While serving at the Bordeaux Parlement, Montaigne became a close friend of the humanist poet Étienne de La Boétie. La Boétie was three years older than Montaigne and was already entrusted with important political responsibilities, including the pacification of Guyenne during the unrest of 1561. His best-known work is Discourse on Voluntary Servitude. Montaigne had initially intended to include it in the Essays, but refrained when Protestant circles began interpreting the work as an attack on the Catholic monarchy.

Montaigne and La Boétie's friendship became legendary. In the first edition of the Essays, Montaigne wrote:

 If you press me to say why I loved him, I can say no more than because it was he, because it was I.

This famous phrase appeared in the posthumous 1595 edition known as the "Bordeaux Copy." Montaigne had added it in the margins of his personal 1588 edition—first "because it was he," then in different ink, "because it was I."

Although sociable and surrounded by many friends, Montaigne considered this friendship exceptional—one that only occurs "once every three centuries":

 Our souls mingled and blended with each other so completely that they effaced the seam that had joined them.

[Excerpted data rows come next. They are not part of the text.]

//! Transport trait definitions

use async_trait::async_trait;

use crate::error::Result;

/// Events that can occur on one side of a duplex channel
#[derive(Debug, Clone)]
pub enum IpcEvent {
    /// One complete frame (a line, newline stripped)
    Frame(String),
    /// The peer went away (clean close or error)
    Disconnected { reason: Option<String> },
    /// Error that did not close the channel
    Error(String),
}

/// Trait for sending frames to one peer
#[async_trait]
pub trait IpcSender: Send + Sync {
    /// Queue one frame for delivery
    async fn send(&self, frame: String) -> Result<()>;

    /// Check if the peer is still connected
    fn is_connected(&self) -> bool;

    /// Close this side of the channel
    async fn close(&self) -> Result<()>;
}

/// Trait for receiving frames from one peer
#[async_trait]
pub trait IpcReceiver: Send {
    /// Receive the next event; `None` once the channel is drained
    async fn recv(&mut self) -> Option<IpcEvent>;
}

/// Trait for the broker-side listener
#[async_trait]
pub trait IpcServer: Send {
    type Sender: IpcSender;
    type Receiver: IpcReceiver;

    /// Accept the next inbound connection. The returned string is an opaque
    /// peer label used only for logging; the reply address proper is the
    /// sender handle.
    async fn accept(&mut self) -> Result<(Self::Sender, Self::Receiver, String)>;

    /// Stop listening and release the underlying endpoint
    async fn close(&self) -> Result<()>;
}
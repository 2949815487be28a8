//! Identity-keyed connection registry
//!
//! Exactly one [`Connection`] exists per credential identity, including
//! under concurrent connect requests: creation goes through the map's
//! entry API and logins are serialized inside the connection itself.

use dashmap::mapref::entry::Entry;
use dashmap::DashMap;
use std::sync::Arc;
use std::time::Duration;
use tokio::sync::mpsc;
use tracing::{info, warn};

use tether_core::{ConnectStatus, CredentialIdentity, Credentials, LOGIN_SETTLE_MS};

use crate::client::ChatClientFactory;
use crate::connection::{ConnState, Connection, GatewayEvent};
use crate::error::Result;

/// What a `connect` call resolved to. The status string is the only thing
/// that crosses the wire; `error` stays in the broker log.
#[derive(Debug, Clone)]
pub struct ConnectReport {
    pub identity: CredentialIdentity,
    pub status: ConnectStatus,
    pub error: Option<String>,
}

pub struct ConnectionRegistry {
    connections: DashMap<CredentialIdentity, Arc<Connection>>,
    factory: Arc<dyn ChatClientFactory>,
    fanout: mpsc::UnboundedSender<GatewayEvent>,
}

impl ConnectionRegistry {
    /// `fanout` receives every platform event from every connection; the
    /// router owns the other end.
    pub fn new(
        factory: Arc<dyn ChatClientFactory>,
        fanout: mpsc::UnboundedSender<GatewayEvent>,
    ) -> Self {
        Self {
            connections: DashMap::new(),
            factory,
            fanout,
        }
    }

    /// Pure lookup, no side effects.
    pub fn get(&self, identity: &CredentialIdentity) -> Option<Arc<Connection>> {
        self.connections.get(identity).map(|c| c.clone())
    }

    /// Get the connection for an identity, creating (but not logging in)
    /// one if none exists. Concurrent callers converge on the same object.
    fn get_or_create(&self, credentials: &Credentials) -> Result<Arc<Connection>> {
        let identity = CredentialIdentity::derive(credentials);
        if let Some(conn) = self.connections.get(&identity) {
            return Ok(conn.clone());
        }
        match self.connections.entry(identity.clone()) {
            Entry::Occupied(entry) => Ok(entry.get().clone()),
            Entry::Vacant(entry) => {
                let (client, events) = self.factory.create(credentials)?;
                info!("creating connection {}", identity);
                let conn = Connection::spawn(
                    identity,
                    credentials.clone(),
                    client,
                    events,
                    self.fanout.clone(),
                );
                entry.insert(conn.clone());
                Ok(conn)
            }
        }
    }

    /// Connect-or-reuse for one credential set.
    ///
    /// Ready → `already` with no side effects. Connecting → wait a bounded
    /// moment for the in-flight login to settle and re-evaluate. Error →
    /// clear it and retry login on the same connection.
    pub async fn connect(&self, credentials: &Credentials) -> ConnectReport {
        let identity = CredentialIdentity::derive(credentials);

        let conn = match self.get_or_create(credentials) {
            Ok(conn) => conn,
            Err(e) => {
                warn!("could not create connection {}: {}", identity, e);
                return ConnectReport {
                    identity,
                    status: ConnectStatus::Error,
                    error: Some(e.to_string()),
                };
            }
        };

        match conn.state() {
            ConnState::Ready => {
                return ConnectReport {
                    identity,
                    status: ConnectStatus::Already,
                    error: None,
                }
            }
            ConnState::Connecting => {
                let settled = conn
                    .wait_settled(Duration::from_millis(LOGIN_SETTLE_MS))
                    .await;
                match settled {
                    ConnState::Ready => {
                        return ConnectReport {
                            identity,
                            status: ConnectStatus::Already,
                            error: None,
                        }
                    }
                    ConnState::Connecting => {
                        return ConnectReport {
                            identity,
                            status: ConnectStatus::Error,
                            error: Some("login in progress, please wait".to_string()),
                        }
                    }
                    ConnState::Error => {
                        info!("retrying connection {} after failed login", identity);
                        conn.clear_error();
                    }
                    ConnState::Idle => {}
                }
            }
            ConnState::Error => {
                info!("retrying connection {} after previous error", identity);
                conn.clear_error();
            }
            ConnState::Idle => {}
        }

        // The login runs detached so its ceiling enforcement survives even
        // if this caller's request is cancelled mid-wait.
        let login = {
            let conn = conn.clone();
            tokio::spawn(async move { conn.login().await })
        };
        match login.await {
            Ok(Ok(())) => ConnectReport {
                identity,
                status: ConnectStatus::Ready,
                error: None,
            },
            Ok(Err(e)) => ConnectReport {
                identity,
                status: ConnectStatus::Error,
                error: Some(conn.last_error().unwrap_or_else(|| e.to_string())),
            },
            Err(join_error) => ConnectReport {
                identity,
                status: ConnectStatus::Error,
                error: Some(format!("login task failed: {}", join_error)),
            },
        }
    }

    /// Resolve a ready connection, connecting on demand if necessary.
    pub async fn resolve_ready(&self, credentials: &Credentials) -> Result<Arc<Connection>> {
        let identity = CredentialIdentity::derive(credentials);
        if let Some(conn) = self.get(&identity) {
            if conn.is_ready() {
                return Ok(conn);
            }
        }
        let report = self.connect(credentials).await;
        match report.status {
            ConnectStatus::Ready | ConnectStatus::Already => self
                .get(&identity)
                .ok_or_else(|| crate::error::GatewayError::NotReady),
            _ => Err(crate::error::GatewayError::Platform(
                report
                    .error
                    .unwrap_or_else(|| "connection not available".to_string()),
            )),
        }
    }

    /// Tear down the client and remove the entry.
    pub async fn disconnect(&self, identity: &CredentialIdentity) {
        if let Some((_, conn)) = self.connections.remove(identity) {
            conn.shutdown().await;
            info!("connection {} disconnected and removed", identity);
        }
    }

    pub fn len(&self) -> usize {
        self.connections.len()
    }

    pub fn is_empty(&self) -> bool {
        self.connections.is_empty()
    }
}

#[cfg(test)]
mod tests {
    use super::*;
    use crate::loopback::{GuildFixture, LoopbackFactory, LoopbackWorld};

    fn world() -> LoopbackWorld {
        LoopbackWorld::new("bot-user")
            .with_guild(GuildFixture::new("g1", "Guild One").with_channel("c1", "general"))
    }

    fn registry(factory: LoopbackFactory) -> (Arc<LoopbackFactory>, ConnectionRegistry) {
        let factory = Arc::new(factory);
        let (fanout, _events) = mpsc::unbounded_channel();
        let registry = ConnectionRegistry::new(factory.clone(), fanout);
        (factory, registry)
    }

    #[tokio::test]
    async fn first_connect_is_ready_second_is_already() {
        let (_factory, registry) = registry(LoopbackFactory::new(world()));
        let creds = Credentials::new("A", "T");

        let first = registry.connect(&creds).await;
        assert_eq!(first.status, ConnectStatus::Ready);

        let second = registry.connect(&creds).await;
        assert_eq!(second.status, ConnectStatus::Already);
        assert_eq!(registry.len(), 1);
    }

    #[tokio::test]
    async fn concurrent_connects_converge_on_one_client_session() {
        let (factory, registry) = registry(LoopbackFactory::new(world()));
        let registry = Arc::new(registry);
        let creds = Credentials::new("A", "T");

        let mut handles = Vec::new();
        for _ in 0..8 {
            let registry = registry.clone();
            let creds = creds.clone();
            handles.push(tokio::spawn(async move { registry.connect(&creds).await }));
        }
        for handle in handles {
            let report = handle.await.unwrap();
            assert!(matches!(
                report.status,
                ConnectStatus::Ready | ConnectStatus::Already
            ));
        }
        assert_eq!(factory.created(), 1);
        assert_eq!(registry.len(), 1);
    }

    #[tokio::test]
    async fn failed_login_reports_error_and_is_retryable() {
        let (factory, registry) = registry(LoopbackFactory::new(world()).reject_token("bad"));
        let creds = Credentials::new("A", "bad");

        let report = registry.connect(&creds).await;
        assert_eq!(report.status, ConnectStatus::Error);
        assert!(report.error.is_some());

        // The entry survives in Error state so the retry reuses it.
        assert_eq!(registry.len(), 1);
        factory.pardon_token("bad");

        let retry = registry.connect(&creds).await;
        assert_eq!(retry.status, ConnectStatus::Ready);
        assert_eq!(factory.created(), 1);
    }

    #[tokio::test(start_paused = true)]
    async fn login_in_progress_settles_or_reports_error() {
        let (_factory, registry) = registry(LoopbackFactory::new(world()).silent_token("slow"));
        let registry = Arc::new(registry);
        let creds = Credentials::new("A", "slow");

        let background = {
            let registry = registry.clone();
            let creds = creds.clone();
            tokio::spawn(async move { registry.connect(&creds).await })
        };

        // Let the background login get as far as Connecting.
        let identity = CredentialIdentity::derive(&creds);
        for _ in 0..50 {
            if registry.get(&identity).map(|c| c.state()) == Some(ConnState::Connecting) {
                break;
            }
            tokio::task::yield_now().await;
        }

        // A second connect while the first login hangs: the bounded settle
        // wait expires and the caller is told the login is in progress.
        let report = registry.connect(&creds).await;
        assert_eq!(report.status, ConnectStatus::Error);
        assert_eq!(
            report.error.as_deref(),
            Some("login in progress, please wait")
        );

        // The hanging login itself hits the 30s ceiling and errors out.
        let first = background.await.unwrap();
        assert_eq!(first.status, ConnectStatus::Error);
    }

    #[tokio::test]
    async fn disconnect_removes_the_entry() {
        let (_factory, registry) = registry(LoopbackFactory::new(world()));
        let creds = Credentials::new("A", "T");
        let report = registry.connect(&creds).await;
        assert_eq!(report.status, ConnectStatus::Ready);

        registry.disconnect(&report.identity).await;
        assert!(registry.get(&report.identity).is_none());
        assert!(registry.is_empty());
    }
}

Montaigne's admiration for La Boétie's intellectual greatness was matched by deep cultural affinities and a shared ideological harmony, especially in the context of the French Wars of Religion.

 The greatest man I have known... for the natural goodness and capacity of his soul and for a well-born upbringing, was Étienne de La Boétie. It was truly a full soul, and of a beautiful composition in every respect; a classical soul, which would have produced great achievements if fate had allowed it. For it had enriched those fine natural gifts with study and learning.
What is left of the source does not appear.